Look for crew members with kitchen-specific experience (tile setters, cabinet installers, granite/quartz fabricators command premium wages: $25–$40/hour depending on region). Cross-train in 2–3 areas so team members can float between projects and reduce idle time.
Improve Your Margins
Track labor hours by phase (demo, rough-in, finish) against estimates. Most remodelers run 35–45% gross margins. If yours is below 30%, you're underpricing or over-staffed.
Negotiate supplier contracts for bulk discounts on cabinets, countertops, and fixtures. A 5–8% reduction on material cost directly increases profit.
Frequently Asked Questions
Q: How do I price a kitchen remodel competitively without leaving money on the table? A: Use cost-plus markup: calculate labor hours (crew rate × duration), materials (invoiced costs + 15–25% markup), and overhead allocation, then add 25–40% profit margin. Review 5–10 recent projects to validate your hourly assumptions are accurate.
Q: What's the best way to handle material delays without pushing client timelines? A: Pre-order long-lead items (custom cabinets, special tile) before contract signing and specify delivery windows in your project timeline.

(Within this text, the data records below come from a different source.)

use std::time::Duration;

/// Maximum length of a raw response snippet kept for diagnostics
pub const MAX_SNIPPET_CHARS: usize = 200;

/// Bounded, single-line excerpt of a response body.
///
/// Whitespace runs collapse to one space and the result is cut on a char
/// boundary, with an ellipsis when anything was dropped.
pub fn snippet(body: &str) -> String {
    snippet_with_limit(body, MAX_SNIPPET_CHARS)
}

pub fn snippet_with_limit(body: &str, max_chars: usize) -> String {
    let collapsed = body.split_whitespace().collect::<Vec<_>>().join(" ");
    if collapsed.chars().count() <= max_chars {
        return collapsed;
    }
    let mut cut: String = collapsed.chars().take(max_chars.saturating_sub(1)).collect();
    cut.push('…');
    cut
}

/// Human-friendly duration: `850ms`, `2.4s`
pub fn format_duration(duration: Duration) -> String {
    let ms = duration.as_millis();
    if ms < 1000 {
        format!("{ms}ms")
    } else {
        format!("{:.1}s", duration.as_secs_f64())
    }
}
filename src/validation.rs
//! Input validation for check names, probe inputs and endpoint URLs.
//!
//! Everything validated here is harness input. A failure means the harness
//! was configured wrongly, not that the deployment is broken.

use anyhow::{bail, Context, Result};
use regex::Regex;
use reqwest::Url;
use std::sync::OnceLock;

/// Maximum allowed length for check names.
pub const MAX_CHECK_NAME_LENGTH: usize = 64;

/// Maximum allowed length for an email address (RFC 5321 path limit).
pub const MAX_EMAIL_LENGTH: usize = 254;

fn email_regex() -> &'static Regex {
    static EMAIL: OnceLock<Regex> = OnceLock::new();
    EMAIL.get_or_init(|| {
        Regex::new(r"^[A-Za-z0-9._%+-]+@[A-Za-z0-9-]+(\.[A-Za-z0-9-]+)*\.[A-Za-z]{2,}$")
            .expect("email pattern is a valid regex")
    })
}

/// Validates that a check name is usable as a stable report key.
///
/// A name is valid if:
/// - It is not empty
/// - It is no longer than MAX_CHECK_NAME_LENGTH characters
/// - It contains only lowercase ASCII letters, digits, dashes, and underscores
///
/// # Examples
///
/// ```
/// use postflight::validation::validate_check_name;
///
/// assert!(validate_check_name("create_subscription").is_ok());
/// assert!(validate_check_name("").is_err());
/// assert!(validate_check_name("Frontend Check").is_err());
/// ```
pub fn validate_check_name(name: &str) -> Result<()> {
    if name.is_empty() {
        bail!("Check name cannot be empty");
    }

    if name.len() > MAX_CHECK_NAME_LENGTH {
        bail!(
            "Check name too long: {} characters (max {})",
            name.len(),
            MAX_CHECK_NAME_LENGTH
        );
    }

    let valid_chars = name
        .chars()
        .all(|c| c.is_ascii_lowercase() || c.is_ascii_digit() || c == '-' || c == '_');
    if !valid_chars {
        bail!("Check name '{name}' contains invalid characters. Use only lowercase letters, digits, dashes (-), and underscores (_)");
    }

    Ok(())
}

/// Validates that an address is a well-formed email.
pub fn validate_email(email: &str) -> Result<()> {
    if email.len() > MAX_EMAIL_LENGTH {
        bail!(
            "Email too long: {} characters (max {})",
            email.len(),
            MAX_EMAIL_LENGTH
        );
    }

    if !email_regex().is_match(email) {
        bail!("'{email}' is not a well-formed email address");
    }

    Ok(())
}

/// Parses an absolute http(s) URL.
pub fn parse_http_url(raw: &str) -> Result<Url> {
    let url = Url::parse(raw.trim()).with_context(|| format!("Invalid URL: {raw}"))?;

    match url.scheme() {
        "http" | "https" => {}
        other => bail!("URL '{raw}' uses unsupported scheme '{other}' (expected http or https)"),
    }

    if url.host_str().is_none() {
        bail!("URL '{raw}' has no host");
    }

    Ok(url)
}

/// Clap value parser for validating email arguments.
pub fn clap_email_validator(s: &str) -> Result<String, String> {
    validate_email(s).map_err(|e| e.to_string())?;
    Ok(s.to_string())
}
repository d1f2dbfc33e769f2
//! Per-check results

use serde::{Serialize, Serializer};
use std::fmt;
use std::time::Duration;

/// Outcome of one check. Ordered by severity: Pass < Warn < Fail.
#[derive(Debug, Clone, Copy, PartialEq, Eq, PartialOrd, Ord, Hash, Serialize)]
#[serde(rename_all = "lowercase")]
pub enum CheckStatus {
    Pass,
    Warn,
    Fail,
}

impl CheckStatus {
    pub fn label(&self) -> &'static str {
        match self {
            CheckStatus::Pass => "PASS",
            CheckStatus::Warn => "WARN",
            CheckStatus::Fail => "FAIL",
        }
    }
}

impl fmt::Display for CheckStatus {
    fn fmt(&self, f: &mut fmt::Formatter<'_>) -> fmt::Result {
        f.write_str(self.label())
    }
}

/// Why a check did not pass
#[derive(Debug, Clone, Copy, PartialEq, Eq, Serialize)]
#[serde(rename_all = "snake_case")]
pub enum FailureKind {
    /// DNS, connect or timeout failure; no HTTP response
    Network,
    /// Wrong status code, missing required field, broken invariant
    ContractViolation,
    /// Optional enrichment missing or a non-fatal marker absent
    SoftDegradation,
    /// The check itself crashed; contained to this result
    CheckFault,
}

impl FailureKind {
    /// Status this kind of finding maps to
    pub fn status(&self) -> CheckStatus {
        match self {
            FailureKind::SoftDegradation => CheckStatus::Warn,
            _ => CheckStatus::Fail,
        }
    }
}

/// Result of executing a single check
#[derive(Debug, Clone, PartialEq, Serialize)]
pub struct ProbeResult {
    pub name: String,
    pub status: CheckStatus,
    pub detail: String,
    #[serde(skip_serializing_if = "Option::is_none")]
    pub failure_kind: Option<FailureKind>,
    /// Bounded excerpt of the raw response, for diagnostics
    #[serde(skip_serializing_if = "Option::is_none")]
    pub snippet: Option<String>,
    /// Extra observations worth showing an operator (plan table rows etc.)
    #[serde(skip_serializing_if = "Vec::is_empty")]
    pub notes: Vec<String>,
    #[serde(rename = "duration_ms", serialize_with = "as_millis")]
    pub duration: Duration,
    pub mutating: bool,
}

impl ProbeResult {
    pub fn pass(name: impl Into<String>, detail: impl Into<String>) -> Self {
        Self::new(name, CheckStatus::Pass, detail, None)
    }

    pub fn warn(name: impl Into<String>, detail: impl Into<String>) -> Self {
        Self::new(
            name,
            CheckStatus::Warn,
            detail,
            Some(FailureKind::SoftDegradation),
        )
    }

    /// Non-passing result; the status follows `kind`
    pub fn fail(name: impl Into<String>, kind: FailureKind, detail: impl Into<String>) -> Self {
        Self::new(name, kind.status(), detail, Some(kind))
    }

    fn new(
        name: impl Into<String>,
        status: CheckStatus,
        detail: impl Into<String>,
        failure_kind: Option<FailureKind>,
    ) -> Self {
        Self {
            name: name.into(),
            status,
            detail: detail.into(),
            failure_kind,
            snippet: None,
            notes: Vec::new(),
            duration: Duration::ZERO,
            mutating: false,
        }
    }

    pub fn with_snippet(mut self, snippet: impl Into<String>) -> Self {
        let snippet = snippet.into();
        if !snippet.is_empty() {
            self.snippet = Some(snippet);
        }
        self
    }

    pub fn with_notes(mut self, notes: Vec<String>) -> Self {
        self.notes = notes;
        self
    }

    pub fn with_duration(mut self, duration: Duration) -> Self {
        self.duration = duration;
        self
    }

    pub fn with_mutating(mut self, mutating: bool) -> Self {
        self.mutating = mutating;
        self
    }

    pub fn passed(&self) -> bool {
        self.status == CheckStatus::Pass
    }
}

fn as_millis<S: Serializer>(duration: &Duration, serializer: S) -> Result<S::Ok, S::Error> {
    serializer.serialize_u64(duration.as_millis() as u64)
}
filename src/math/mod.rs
pub mod matrix;

pub use matrix::Matrix;
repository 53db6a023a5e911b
pub mod dense;

pub use dense::Layer;
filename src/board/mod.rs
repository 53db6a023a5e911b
pub mod fen;

pub use fen::{decode_placement, encode_placement, Decoder, FenDecoder, BOARD_TENSOR_LEN, SQUARE_CLASSES};
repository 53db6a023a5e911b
use std::path::Path;

use image::{Rgb, RgbImage};

use crate::error::Result;
use crate::train::history::CurveHistory;

const PANEL_WIDTH: u32 = 600;
const HEIGHT: u32 = 400;
const MARGIN: u32 = 40;

const BACKGROUND: Rgb<u8> = Rgb([255, 255, 255]);
const FRAME: Rgb<u8> = Rgb([60, 60, 60]);
const GRID: Rgb<u8> = Rgb([225, 225, 225]);
const LOSS_COLOR: Rgb<u8> = Rgb([31, 119, 180]);
const ACC_COLOR: Rgb<u8> = Rgb([214, 39, 40]);

/// Draws test loss (left) and test accuracy (right) against evaluation
/// index and writes the figure as PNG.
///
/// The loss panel spans `[0, max loss]`; the accuracy panel spans `[0, 1]`.
pub fn render_curves(history: &CurveHistory, path: &Path) -> Result<()> {
    let mut img = RgbImage::from_pixel(PANEL_WIDTH * 2, HEIGHT, BACKGROUND);

    let max_loss = history.losses.iter().cloned().fold(0.0_f64, f64::max);
    let loss_top = if max_loss > 0.0 { max_loss } else { 1.0 };
    draw_panel(&mut img, 0, &history.losses, loss_top, LOSS_COLOR);
    draw_panel(&mut img, PANEL_WIDTH, &history.accuracies, 1.0, ACC_COLOR);

    img.save(path)?;
    Ok(())
}

fn draw_panel(img: &mut RgbImage, x_offset: u32, values: &[f64], top: f64, color: Rgb<u8>) {
    let left = x_offset + MARGIN;
    let right = x_offset + PANEL_WIDTH - MARGIN;
    let upper = MARGIN;
    let lower = HEIGHT - MARGIN;

    for i in 1..4 {
        let y = lower - (lower - upper) * i / 4;
        line(img, (left as i64, y as i64), (right as i64, y as i64), GRID);
    }
    rect(img, left, upper, right, lower, FRAME);

    let to_pixel = |i: usize, v: f64| -> (i64, i64) {
        let span = values.len().saturating_sub(1).max(1) as f64;
        let x = left as f64 + (right - left) as f64 * i as f64 / span;
        let frac = (v / top).clamp(0.0, 1.0);
        let y = lower as f64 - (lower - upper) as f64 * frac;
        (x.round() as i64, y.round() as i64)
    };

    let points: Vec<(i64, i64)> = values.iter().enumerate().map(|(i, &v)| to_pixel(i, v)).collect();
    for pair in points.windows(2) {
        line(img, pair[0], pair[1], color);
    }
    for &p in &points {
        marker(img, p, color);
    }
}

fn rect(img: &mut RgbImage, x0: u32, y0: u32, x1: u32, y1: u32, color: Rgb<u8>) {
    let (x0, y0, x1, y1) = (x0 as i64, y0 as i64, x1 as i64, y1 as i64);
    line(img, (x0, y0), (x1, y0), color);
    line(img, (x1, y0), (x1, y1), color);
    line(img, (x1, y1), (x0, y1), color);
    line(img, (x0, y1), (x0, y0), color);
}

fn marker(img: &mut RgbImage, (cx, cy): (i64, i64), color: Rgb<u8>) {
    for dy in -2..=2 {
        for dx in -2..=2 {
            put(img, cx + dx, cy + dy, color);
        }
    }
}

// Bresenham.
fn line(img: &mut RgbImage, (mut x0, mut y0): (i64, i64), (x1, y1): (i64, i64), color: Rgb<u8>) {
    let dx = (x1 - x0).abs();
    let dy = -(y1 - y0).abs();
    let sx = if x0 < x1 { 1 } else { -1 };
    let sy = if y0 < y1 { 1 } else { -1 };
    let mut err = dx + dy;
    loop {
        put(img, x0, y0, color);
        if x0 == x1 && y0 == y1 {
            break;
        }
        let e2 = 2 * err;
        if e2 >= dy {
            err += dy;
            x0 += sx;
        }
        if e2 <= dx {
            err += dx;
            y0 += sy;
        }
    }
}

fn put(img: &mut RgbImage, x: i64, y: i64, color: Rgb<u8>) {
    if x >= 0 && y >= 0 && (x as u32) < img.width() && (y as u32) < img.height() {
        img.put_pixel(x as u32, y as u32, color);
    }
}

#[cfg(test)]
mod tests {
    use super::*;

    #[test]
    fn writes_two_panel_png() {
        let dir = tempfile::tempdir().unwrap();
        let path = dir.path().join("curves.png");
        let history = CurveHistory {
            losses: vec![0.4, 0.2, 0.1],
            accuracies: vec![0.3, 0.6, 0.8],
        };
        render_curves(&history, &path).unwrap();

        let img = image::open(&path).unwrap().to_rgb8();
        assert_eq!(img.dimensions(), (PANEL_WIDTH * 2, HEIGHT));
        // Final accuracy 0.8 sits at the right edge of the right panel.
        let x = PANEL_WIDTH * 2 - MARGIN;
        let y = HEIGHT - MARGIN - ((HEIGHT - 2 * MARGIN) as f64 * 0.8).round() as u32;
        assert_eq!(*img.get_pixel(x, y), ACC_COLOR);
    }

    #[test]
    fn single_evaluation_still_renders() {
        let dir = tempfile::tempdir().unwrap();
        let path = dir.path().join("one.png");
        let history = CurveHistory { losses: vec![0.0], accuracies: vec![1.0] };
        render_curves(&history, &path).unwrap();
        assert!(path.exists());
    }
}
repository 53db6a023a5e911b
use std::f64::consts::PI;

use crate::error::{Result, TrainError};
use crate::optim::optimizer::Optimizer;

/// Shape of a one-cycle learning-rate policy.
///
/// The rate starts at `max_lr / div_factor`, rises to `max_lr` over the
/// first `pct_start` of `total_steps`, then anneals to
/// `max_lr / div_factor / final_div_factor` at the last step. Both legs use
/// cosine annealing. Momentum moves the opposite way between
/// `max_momentum` and `base_momentum`.
#[derive(Debug, Clone, Copy, PartialEq)]
pub struct OneCyclePolicy {
    pub max_lr: f64,
    pub total_steps: usize,
    pub pct_start: f64,
    pub div_factor: f64,
    pub final_div_factor: f64,
    pub cycle_momentum: bool,
    pub base_momentum: f64,
    pub max_momentum: f64,
}

impl OneCyclePolicy {
    pub fn new(max_lr: f64, total_steps: usize, pct_start: f64) -> OneCyclePolicy {
        OneCyclePolicy {
            max_lr,
            total_steps,
            pct_start,
            div_factor: 25.0,
            final_div_factor: 1e4,
            cycle_momentum: true,
            base_momentum: 0.85,
            max_momentum: 0.95,
        }
    }

    pub fn initial_lr(&self) -> f64 {
        self.max_lr / self.div_factor
    }

    pub fn min_lr(&self) -> f64 {
        self.initial_lr() / self.final_div_factor
    }

    fn validate(&self) -> Result<()> {
        if self.total_steps == 0 {
            return Err(TrainError::schedule("one-cycle total_steps must be at least 1"));
        }
        if !(self.pct_start > 0.0 && self.pct_start < 1.0) {
            return Err(TrainError::schedule(format!(
                "one-cycle pct_start must lie in (0, 1), got {}",
                self.pct_start
            )));
        }
        if !(self.max_lr > 0.0) || !(self.div_factor > 0.0) || !(self.final_div_factor > 0.0) {
            return Err(TrainError::schedule("one-cycle rates and div factors must be positive"));
        }
        Ok(())
    }

    // Last step index of the warmup leg.
    fn warmup_end(&self) -> f64 {
        (self.pct_start * self.total_steps as f64 - 1.0).max(0.0)
    }

    // `(in_warmup, progress within that leg)` for `step`.
    fn phase(&self, step: usize) -> (bool, f64) {
        let step = step as f64;
        let warmup_end = self.warmup_end();
        if step <= warmup_end {
            (true, progress(step, 0.0, warmup_end))
        } else {
            let last = (self.total_steps - 1) as f64;
            (false, progress(step, warmup_end, last))
        }
    }

    /// Learning rate after `step` completed steps.
    pub fn lr_at(&self, step: usize) -> f64 {
        match self.phase(step) {
            (true, pct) => anneal_cos(self.initial_lr(), self.max_lr, pct),
            (false, pct) => anneal_cos(self.max_lr, self.min_lr(), pct),
        }
    }

    /// Momentum after `step` completed steps.
    pub fn momentum_at(&self, step: usize) -> f64 {
        match self.phase(step) {
            (true, pct) => anneal_cos(self.max_momentum, self.base_momentum, pct),
            (false, pct) => anneal_cos(self.base_momentum, self.max_momentum, pct),
        }
    }
}

fn progress(step: f64, start: f64, end: f64) -> f64 {
    if end <= start {
        1.0
    } else {
        ((step - start) / (end - start)).clamp(0.0, 1.0)
    }
}

/// Cosine interpolation from `start` (pct = 0) to `end` (pct = 1).
fn anneal_cos(start: f64, end: f64, pct: f64) -> f64 {
    end + (start - end) / 2.0 * ((PI * pct).cos() + 1.0)
}

/// Drives an optimizer's learning rate (and momentum) along a one-cycle
/// policy. Owns the optimizer for the whole run.
///
/// [`OneCycle::step`] must be called exactly once after every optimizer
/// step. Calling it more than `total_steps` times is an error rather than
/// an extrapolation.
pub struct OneCycle<O: Optimizer> {
    optimizer: O,
    policy: OneCyclePolicy,
    steps_taken: usize,
}

impl<O: Optimizer> OneCycle<O> {
    pub fn new(mut optimizer: O, policy: OneCyclePolicy) -> Result<OneCycle<O>> {
        policy.validate()?;
        optimizer.set_learning_rate(policy.lr_at(0));
        if policy.cycle_momentum {
            optimizer.set_momentum(policy.momentum_at(0));
        }
        Ok(OneCycle { optimizer, policy, steps_taken: 0 })
    }

    /// Advances the schedule by one completed optimizer step.
    pub fn step(&mut self) -> Result<()> {
        if self.steps_taken >= self.policy.total_steps {
            return Err(TrainError::schedule(format!(
                "tried to step {} times; the schedule was built for {} total steps",
                self.steps_taken + 1,
                self.policy.total_steps
            )));
        }
        self.steps_taken += 1;
        self.optimizer.set_learning_rate(self.policy.lr_at(self.steps_taken));
        if self.policy.cycle_momentum {
            self.optimizer.set_momentum(self.policy.momentum_at(self.steps_taken));
        }
        Ok(())
    }

    pub fn current_lr(&self) -> f64 {
        self.optimizer.learning_rate()
    }

    pub fn steps_taken(&self) -> usize {
        self.steps_taken
    }

    pub fn policy(&self) -> &OneCyclePolicy {
        &self.policy
    }

    pub fn optimizer(&self) -> &O {
        &self.optimizer
    }

    pub fn optimizer_mut(&mut self) -> &mut O {
        &mut self.optimizer
    }
}
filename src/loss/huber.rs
use crate::loss::criterion::Criterion;

pub struct HuberLoss;

// Fixed δ = 1.0 keeps `LossType::Huber` a unit variant.
const DELTA: f64 = 1.0;

impl Criterion for HuberLoss {
    /// Scalar Huber: mean(h(predicted − expected))
    /// where h(x) = 0.5·x²  if |x| ≤ δ
    ///              δ·(|x| − 0.5·δ)  otherwise
    fn loss(&self, predicted: &[f64], expected: &[f64]) -> f64 {
        let n = predicted.len() as f64;
        predicted.iter().zip(expected.iter())
            .map(|(p, y)| {
                let x = p - y;
                if x.abs() <= DELTA {
                    0.5 * x * x
                } else {
                    DELTA * (x.abs() - 0.5 * DELTA)
                }
            })
            .sum::<f64>() / n
    }

    /// Per-output gradient: x/n  if |x| ≤ δ,  else δ·sign(x)/n
    fn gradient(&self, predicted: &[f64], expected: &[f64]) -> Vec<f64> {
        let n = predicted.len() as f64;
        predicted.iter().zip(expected.iter())
            .map(|(p, y)| {
                let x = p - y;
                let g = if x.abs() <= DELTA { x } else { DELTA * x.signum() };
                g / n
            })
            .collect()
    }
}
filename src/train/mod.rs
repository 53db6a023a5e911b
pub mod best;
pub mod events;
pub mod history;
pub mod session;
pub mod train_config;

pub use best::{BestSnapshot, Snapshot};
pub use events::{EvalReport, LossReport, TrainEvent};
pub use history::CurveHistory;
pub use session::{Phase, RunAborted, RunOutcome, SessionParts, TrainingSession};
pub use train_config::LoopConfig;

Build 1–2 week buffers into your schedule for kitchen appliances and countertops, which frequently slip 2–4 weeks.
Q: How much should I charge for a design consultation before the estimate? A: Offer the first consultation free (30 min call), then charge $300–$600 for in-home estimates with 2–3 design options if the client doesn't proceed; credit it toward the contract if they hire you.
Start with one improvement this quarter—whether it's systemizing your process, launching ads, or listing your services on a lead platform—then measure the impact before adding more.